impl VerificationContext {
    pub fn new(config: VerifyConfig) -> Self {
        Self {
            comparator: ValueComparator::new(config.float_tolerance),
            config,
            labels: LabelCache::new(),
            loader: Box::new(PipeDelimitedReader),
            loop_bindings: HashMap::new(),
        }
    }

    /// Replace the reader used for `<FILE>:` expectations.
    #[must_use]
    pub fn with_loader(mut self, loader: impl ExternalResultLoader + 'static) -> Self {
        self.loader = Box::new(loader);
        self
    }

    pub const fn config(&self) -> &VerifyConfig {
        &self.config
    }

    pub const fn labels(&self) -> &LabelCache {
        &self.labels
    }

    /// Bind a loop variable for `${name}` substitution in file paths.
    pub fn set_loop_variable(&mut self, name: impl Into<String>, value: impl Into<String>) {
        self.loop_bindings.insert(name.into(), value.into());
    }

    pub fn clear_loop_variable(&mut self, name: &str) {
        self.loop_bindings.remove(name);
    }

    /// Check a query result against the step's expectation.
    pub fn verify(&mut self, step: &QueryStep, result: QueryResult) -> ComparisonOutcome {
        debug!(
            file = %step.file_name,
            line = step.line,
            rows = result.row_count(),
            columns = result.column_count(),
            "verifying query result"
        );
        let outcome = self.verify_inner(step, result);
        log_outcome(&step.file_name, step.line, &outcome);
        outcome
    }

    fn verify_inner(&mut self, step: &QueryStep, result: QueryResult) -> ComparisonOutcome {
        let location = step.location();
        let report = Report::new(&location, &step.sql);

        if !result.is_success() {
            return self.query_failed(report, &result);
        }

        let flat = flatten_result(&result, self.config.legacy_float_format);
        if self.config.output_result_mode {
            log_result(&result, &flat);
        }
        let row_count = flat.row_count;
        let actual = normalize(flat.values, row_count, flat.column_count, step.sort_style);

        let literal = match self.resolve_literal(step, &result) {
            Ok(literal) => literal,
            Err(err) => return definition_error(report, &err),
        };

        let total_values = actual.len() as u64;
        let label = step.effective_label();
        let compare_hash = label.is_some() || step.expectation.is_hash_based();
        let digest = (self.config.output_hash_mode
            || compare_hash
            || self.config.exceeds_hash_threshold(total_values))
        .then(|| digest_values(&actual).to_string());

        if self.config.output_hash_mode {
            let digest = digest.unwrap_or_default();
            let diagnostic = report
                .line_sep()
                .sql()
                .line_sep()
                .line(&digest)
                .line_sep()
                .finish();
            return ComparisonOutcome::passing(OutcomeKind::HashReported, diagnostic)
                .with_digest(Some(digest));
        }

        // Literal values are always compared cell by cell; past the hash
        // threshold the actual digest is only reported alongside.
        if let (Some(literal), false) = (&literal, compare_hash) {
            return self
                .literal_path(step, report, &result, row_count, &actual, literal)
                .with_digest(digest);
        }
        let digest = digest.unwrap_or_else(|| digest_values(&actual).to_string());
        self.hash_path(step, label, report, result, digest)
    }

    /// Literal tokens for `Literal` and `File` expectations.
    fn resolve_literal(
        &self,
        step: &QueryStep,
        result: &QueryResult,
    ) -> Result<Option<LiteralExpectation>> {
        match &step.expectation {
            Expectation::Literal(tokens) => Ok(Some(LiteralExpectation {
                tokens: tokens.clone(),
                declared_column_count: step.declared_column_count,
            })),
            Expectation::File(path) => {
                let path = substitute_loop_variables(path, &self.loop_bindings);
                let loaded = self.loader.load(&path, result.names())?;
                debug!(
                    path = %path.display(),
                    values = loaded.values.len(),
                    "loaded expected values from file"
                );
                Ok(Some(LiteralExpectation {
                    tokens: loaded.values,
                    declared_column_count: loaded.column_count,
                }))
            }
            Expectation::Hash(_) | Expectation::Label(_) => Ok(None),
        }
    }

    fn query_failed(&self, report: Report<'_>, result: &QueryResult) -> ComparisonOutcome {
        let message = result.error().unwrap_or_default();
        let diagnostic = report
            .error_header("Query unexpectedly failed")
            .sql_block()
            .header("Actual result:")
            .result(result)
            .finish();
        if self.config.is_skippable_error(message) {
            ComparisonOutcome::passing(OutcomeKind::Skipped, diagnostic)
        } else {
            ComparisonOutcome::failure(OutcomeKind::ExecutionFailure, diagnostic)
        }
    }

    fn hash_path(
        &mut self,
        step: &QueryStep,
        label: Option<&str>,
        report: Report<'_>,
        result: QueryResult,
        digest: String,
    ) -> ComparisonOutcome {
        let mut expected_digest: Option<String> = None;

        if let Some(label) = label {
            let lookup = self.labels.get_or_set(label, &digest, || result.clone());
            if !lookup.is_first {
                debug!(label = %label, stored = %lookup.stored_digest, "label digest found");
            }
            if !lookup.matches(&digest) {
                expected_digest = Some(lookup.stored_digest);
            }
        }

        if let Expectation::Hash(hash) = &step.expectation {
            let token = hash.to_string();
            if token != digest {
                expected_digest = Some(token);
            }
        }

        let Some(expected_digest) = expected_digest else {
            return ComparisonOutcome::matched().with_digest(Some(digest));
        };

        let snapshot = label.and_then(|label| self.labels.snapshot(label));
        let report = report
            .error_header("Wrong result hash!")
            .line(format!("Expected {expected_digest}, but got {digest}"))
            .sql_block()
            .header("Expected result:")
            .line_sep();
        let report = match snapshot {
            Some(snapshot) => report.result(snapshot),
            None => report.line("???"),
        };
        let diagnostic = report
            .header("Actual result:")
            .line_sep()
            .result(&result)
            .finish();
        let mut outcome = ComparisonOutcome::failure(OutcomeKind::HashMismatch, diagnostic)
            .with_digest(Some(digest));
        outcome.expected = Some(expected_digest);
        outcome
    }

    fn literal_path(
        &self,
        step: &QueryStep,
        report: Report<'_>,
        result: &QueryResult,
        row_count: usize,
        actual: &[String],
        literal: &LiteralExpectation,
    ) -> ComparisonOutcome {
        let tokens = &literal.tokens;
        let declared = literal.declared_column_count;
        let columns = result.column_count();
        let count_mismatch = declared != columns;

        let orientation = match orientation::resolve(tokens, declared, columns, row_count) {
            Ok(orientation) => orientation,
            Err(err) if count_mismatch => {
                let cause = capitalize(&err.to_string());
                return column_count_failure(report, declared, tokens, false, result, &cause);
            }
            Err(err) => {
                let diagnostic = report
                    .error_header("Error in test!")
                    .line_sep()
                    .line(err.to_string())
                    .finish();
                return ComparisonOutcome::failure(OutcomeKind::TestDefinitionError, diagnostic);
            }
        };

        if orientation.expected_rows != row_count {
            if count_mismatch {
                let cause = format!(
                    "Expected {} rows, but got {} rows",
                    orientation.expected_rows, row_count
                );
                return column_count_failure(
                    report,
                    declared,
                    tokens,
                    orientation.row_wise,
                    result,
                    &cause,
                );
            }
            let diagnostic = report
                .error_header("Wrong row count in query!")
                .line(format!(
                    "Expected {} rows, but got {} rows",
                    orientation.expected_rows, row_count
                ))
                .sql_block()
                .expected_vs_result(tokens, columns, orientation.row_wise, result)
                .finish();
            return ComparisonOutcome::failure(OutcomeKind::RowCountMismatch, diagnostic);
        }

        let cells = match orientation.expected_cells(tokens) {
            Ok(cells) => cells,
            Err(err) if count_mismatch => {
                let cause = capitalize(&err.to_string());
                return column_count_failure(
                    report,
                    declared,
                    tokens,
                    orientation.row_wise,
                    result,
                    &cause,
                );
            }
            Err(err) => {
                let report = report
                    .line_sep()
                    .error_header("Error in test! Column count mismatch after splitting on tab!")
                    .line(capitalize(&err.to_string()));
                let report = match err.suggestion() {
                    Some(hint) => report.line(hint),
                    None => report,
                };
                let diagnostic = report.sql_block().finish();
                return ComparisonOutcome::failure(OutcomeKind::TestDefinitionError, diagnostic);
            }
        };
        let cells = normalize(cells, orientation.expected_rows, columns, step.sort_style);

        if let Some(outcome) =
            self.compare_cells(&report, result, actual, &cells, tokens, &orientation)
        {
            return outcome;
        }

        if count_mismatch {
            let diagnostic = report
                .line_sep()
                .error_header("Wrong column count in query!")
                .line(format!(
                    "Expected {declared} columns, but got {columns} columns"
                ))
                .sql_block()
                .line("The expected result matched the query result.")
                .line(format!(
                    "Suggested fix: modify header to \"{}\"",
                    suggested_header(result.types())
                ))
                .line_sep()
                .finish();
            return ComparisonOutcome::passing(OutcomeKind::ColumnCountMismatch, diagnostic);
        }
        ComparisonOutcome::matched()
    }

    /// Compare every cell; `None` when all match.
    fn compare_cells(
        &self,
        report: &Report<'_>,
        result: &QueryResult,
        actual: &[String],
        cells: &[String],
        tokens: &[String],
        orientation: &Orientation,
    ) -> Option<ComparisonOutcome> {
        let columns = orientation.effective_column_count;
        for (index, (actual_value, expected_value)) in actual.iter().zip(cells).enumerate() {
            let (row, column) = (index / columns, index % columns);
            let column_type = result.types()[column];
            let detail = match self
                .comparator
                .compare(actual_value, expected_value, column_type)
            {
                Ok(CellComparison::Match) => continue,
                Ok(CellComparison::Mismatch { detail }) => detail,
                Err(err) => {
                    let diagnostic = report
                        .clone()
                        .error_header("Test error!")
                        .line_sep()
                        .line(capitalize(&err.to_string()))
                        .line_sep()
                        .finish();
                    return Some(
                        ComparisonOutcome::failure(OutcomeKind::TestDefinitionError, diagnostic)
                            .at_cell(row, column, actual_value, expected_value),
                    );
                }
            };
            let report = report
                .clone()
                .error_header("Wrong result in query!")
                .sql_block()
                .line(format!("Mismatch on row {}, column {}", row + 1, column + 1))
                .line(format!("{actual_value} <> {expected_value}"));
            let report = match detail {
                Some(detail) => report.line(detail),
                None => report,
            };
            let diagnostic = report
                .line_sep()
                .expected_vs_values(tokens, columns, orientation.row_wise, actual)
                .finish();
            return Some(
                ComparisonOutcome::failure(OutcomeKind::ValueMismatch, diagnostic)
                    .at_cell(row, column, actual_value, expected_value),
            );
        }
        None
    }

    /// Check a statement result against `statement ok` / `statement error`.
    ///
    /// An internal error never satisfies `statement error`.
    pub fn check_statement(&self, step: &StatementStep, result: &QueryResult) -> ComparisonOutcome {
        if self.config.output_result_mode {
            info!(result = %result.render(), "statement result");
        }
        let message = result.error().unwrap_or_default();
        let mut expect_ok = step.expect_ok;
        let mut mismatch = !result.is_success();
        if !expect_ok {
            if self.config.is_internal_error(message) {
                expect_ok = true;
            } else {
                mismatch = !mismatch;
            }
        }

        let outcome = if mismatch {
            let location = step.location();
            let header = if expect_ok {
                "Query unexpectedly failed!"
            } else {
                "Query unexpectedly succeeded!"
            };
            let diagnostic = Report::new(&location, &step.sql)
                .error_header(header)
                .sql_block()
                .result(result)
                .finish();
            if expect_ok && self.config.is_skippable_error(message) {
                ComparisonOutcome::passing(OutcomeKind::Skipped, diagnostic)
            } else {
                ComparisonOutcome::failure(OutcomeKind::StatementMismatch, diagnostic)
            }
        } else {
            ComparisonOutcome::matched()
        };
        log_outcome(&step.file_name, step.line, &outcome);
        outcome
    }
}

______

• Problem statement: Give an exact copy of the lines above from the line with "let report = match err.suggestion()" up to and including the line with "let diagnostic = report.sql_block().finish();", and leave everything else out.

• Worked solution:
                let report = match err.suggestion() {
                    Some(hint) => report.line(hint),
                    None => report,
                };
                let diagnostic = report.sql_block().finish();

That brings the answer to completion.